> **Task prompt**: Gather each line containing the string "field" from these entries.

> **Task data**:
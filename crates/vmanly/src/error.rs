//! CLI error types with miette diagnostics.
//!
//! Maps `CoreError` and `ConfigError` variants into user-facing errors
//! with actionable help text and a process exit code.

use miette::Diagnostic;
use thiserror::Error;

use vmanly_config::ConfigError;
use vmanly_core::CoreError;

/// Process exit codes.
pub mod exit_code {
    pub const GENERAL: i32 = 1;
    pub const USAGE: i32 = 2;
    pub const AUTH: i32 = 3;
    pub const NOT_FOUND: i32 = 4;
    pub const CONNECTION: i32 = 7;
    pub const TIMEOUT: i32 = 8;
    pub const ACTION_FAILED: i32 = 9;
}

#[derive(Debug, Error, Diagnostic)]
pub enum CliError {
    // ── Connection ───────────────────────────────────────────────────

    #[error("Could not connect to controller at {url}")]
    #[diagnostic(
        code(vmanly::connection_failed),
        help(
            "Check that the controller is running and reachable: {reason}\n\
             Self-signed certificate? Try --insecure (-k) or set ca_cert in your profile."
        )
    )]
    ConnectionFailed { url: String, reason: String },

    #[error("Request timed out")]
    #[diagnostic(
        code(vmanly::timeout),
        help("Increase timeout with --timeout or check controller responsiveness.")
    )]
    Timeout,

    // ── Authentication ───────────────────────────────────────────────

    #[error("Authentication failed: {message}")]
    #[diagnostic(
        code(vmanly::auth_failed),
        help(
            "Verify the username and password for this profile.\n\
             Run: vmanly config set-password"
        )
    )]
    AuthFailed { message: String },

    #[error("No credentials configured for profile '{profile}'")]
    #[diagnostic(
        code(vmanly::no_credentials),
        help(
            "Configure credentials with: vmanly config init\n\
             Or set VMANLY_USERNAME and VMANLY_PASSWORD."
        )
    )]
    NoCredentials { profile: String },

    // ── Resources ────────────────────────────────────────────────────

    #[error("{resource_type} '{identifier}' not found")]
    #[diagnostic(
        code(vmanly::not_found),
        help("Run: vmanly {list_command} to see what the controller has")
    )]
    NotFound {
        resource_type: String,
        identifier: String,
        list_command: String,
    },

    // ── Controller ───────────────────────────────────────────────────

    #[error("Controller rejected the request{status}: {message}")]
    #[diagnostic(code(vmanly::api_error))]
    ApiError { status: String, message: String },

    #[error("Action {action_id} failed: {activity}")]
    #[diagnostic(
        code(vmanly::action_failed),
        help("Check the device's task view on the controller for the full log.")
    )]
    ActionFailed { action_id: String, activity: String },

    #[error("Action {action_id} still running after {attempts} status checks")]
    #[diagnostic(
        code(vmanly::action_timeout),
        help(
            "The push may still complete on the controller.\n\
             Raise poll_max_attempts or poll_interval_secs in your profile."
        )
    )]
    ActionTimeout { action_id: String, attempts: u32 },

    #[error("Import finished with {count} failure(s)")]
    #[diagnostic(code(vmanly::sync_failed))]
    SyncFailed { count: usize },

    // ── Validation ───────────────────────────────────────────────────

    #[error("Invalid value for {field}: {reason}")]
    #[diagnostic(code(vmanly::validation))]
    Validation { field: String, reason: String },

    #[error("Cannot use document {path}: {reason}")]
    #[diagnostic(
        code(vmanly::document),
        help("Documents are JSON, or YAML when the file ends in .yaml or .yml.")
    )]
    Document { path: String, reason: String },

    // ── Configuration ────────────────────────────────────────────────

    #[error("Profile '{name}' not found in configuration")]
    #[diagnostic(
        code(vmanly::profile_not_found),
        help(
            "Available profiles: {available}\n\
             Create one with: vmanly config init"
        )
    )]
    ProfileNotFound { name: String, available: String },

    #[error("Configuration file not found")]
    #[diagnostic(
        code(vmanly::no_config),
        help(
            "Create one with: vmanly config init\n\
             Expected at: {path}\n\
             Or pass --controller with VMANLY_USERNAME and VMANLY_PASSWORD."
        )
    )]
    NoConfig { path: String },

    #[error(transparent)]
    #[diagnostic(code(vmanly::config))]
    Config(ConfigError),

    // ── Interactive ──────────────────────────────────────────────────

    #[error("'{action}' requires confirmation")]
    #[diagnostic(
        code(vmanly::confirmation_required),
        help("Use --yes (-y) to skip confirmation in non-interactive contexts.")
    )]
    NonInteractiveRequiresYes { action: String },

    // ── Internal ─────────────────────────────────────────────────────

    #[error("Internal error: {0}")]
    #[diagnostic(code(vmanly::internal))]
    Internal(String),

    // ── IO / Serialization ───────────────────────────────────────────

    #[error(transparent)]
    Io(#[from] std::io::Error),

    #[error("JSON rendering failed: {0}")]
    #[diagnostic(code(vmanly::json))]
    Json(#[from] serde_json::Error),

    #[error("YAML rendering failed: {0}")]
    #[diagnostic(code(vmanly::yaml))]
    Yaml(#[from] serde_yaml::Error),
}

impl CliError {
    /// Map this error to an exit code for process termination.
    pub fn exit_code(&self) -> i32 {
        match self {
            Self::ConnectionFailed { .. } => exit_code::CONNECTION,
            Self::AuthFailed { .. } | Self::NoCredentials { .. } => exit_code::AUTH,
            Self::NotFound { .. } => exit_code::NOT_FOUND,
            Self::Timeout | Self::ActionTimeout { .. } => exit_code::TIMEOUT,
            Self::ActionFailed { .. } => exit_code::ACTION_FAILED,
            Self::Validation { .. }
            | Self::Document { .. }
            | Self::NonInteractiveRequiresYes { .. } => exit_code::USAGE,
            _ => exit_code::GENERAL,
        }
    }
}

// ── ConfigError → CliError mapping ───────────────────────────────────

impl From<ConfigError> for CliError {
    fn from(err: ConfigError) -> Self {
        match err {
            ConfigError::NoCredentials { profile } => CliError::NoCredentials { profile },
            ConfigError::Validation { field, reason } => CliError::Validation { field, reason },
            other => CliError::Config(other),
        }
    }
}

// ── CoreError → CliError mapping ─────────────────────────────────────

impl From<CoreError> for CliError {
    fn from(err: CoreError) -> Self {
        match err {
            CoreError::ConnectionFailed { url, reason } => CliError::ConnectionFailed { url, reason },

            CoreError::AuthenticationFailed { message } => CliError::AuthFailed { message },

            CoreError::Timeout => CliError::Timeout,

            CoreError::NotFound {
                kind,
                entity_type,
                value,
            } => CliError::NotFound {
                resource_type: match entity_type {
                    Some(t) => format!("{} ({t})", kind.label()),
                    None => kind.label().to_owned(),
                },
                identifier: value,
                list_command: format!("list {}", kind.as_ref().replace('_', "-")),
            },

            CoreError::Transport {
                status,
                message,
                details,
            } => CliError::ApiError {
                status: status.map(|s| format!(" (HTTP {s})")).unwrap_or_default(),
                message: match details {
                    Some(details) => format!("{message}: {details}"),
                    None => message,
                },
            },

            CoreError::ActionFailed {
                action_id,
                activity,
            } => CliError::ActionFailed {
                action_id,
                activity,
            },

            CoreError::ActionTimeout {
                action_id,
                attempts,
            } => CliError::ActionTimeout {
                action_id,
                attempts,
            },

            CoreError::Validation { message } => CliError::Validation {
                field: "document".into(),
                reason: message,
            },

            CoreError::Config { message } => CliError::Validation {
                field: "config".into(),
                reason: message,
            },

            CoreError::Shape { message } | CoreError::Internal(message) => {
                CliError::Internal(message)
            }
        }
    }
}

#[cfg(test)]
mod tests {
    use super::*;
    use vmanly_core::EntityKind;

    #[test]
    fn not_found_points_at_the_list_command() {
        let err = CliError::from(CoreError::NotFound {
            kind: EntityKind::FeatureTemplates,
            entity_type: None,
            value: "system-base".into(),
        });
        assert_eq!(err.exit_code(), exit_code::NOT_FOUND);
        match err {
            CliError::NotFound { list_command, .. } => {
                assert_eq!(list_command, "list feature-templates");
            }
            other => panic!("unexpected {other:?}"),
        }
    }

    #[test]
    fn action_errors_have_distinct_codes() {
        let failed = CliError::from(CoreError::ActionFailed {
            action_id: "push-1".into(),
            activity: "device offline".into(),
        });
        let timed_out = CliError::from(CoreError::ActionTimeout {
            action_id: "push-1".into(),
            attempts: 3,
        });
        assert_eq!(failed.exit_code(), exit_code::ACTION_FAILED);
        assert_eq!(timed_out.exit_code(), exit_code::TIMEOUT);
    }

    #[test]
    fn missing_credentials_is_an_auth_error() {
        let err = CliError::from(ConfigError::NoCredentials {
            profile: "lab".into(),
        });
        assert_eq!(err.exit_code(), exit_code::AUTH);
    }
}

> **Task result**:
    #[error("Invalid value for {field}: {reason}")]
    Validation { field: String, reason: String },
            ConfigError::Validation { field, reason } => CliError::Validation { field, reason },
                field: "document".into(),
                field: "config".into(),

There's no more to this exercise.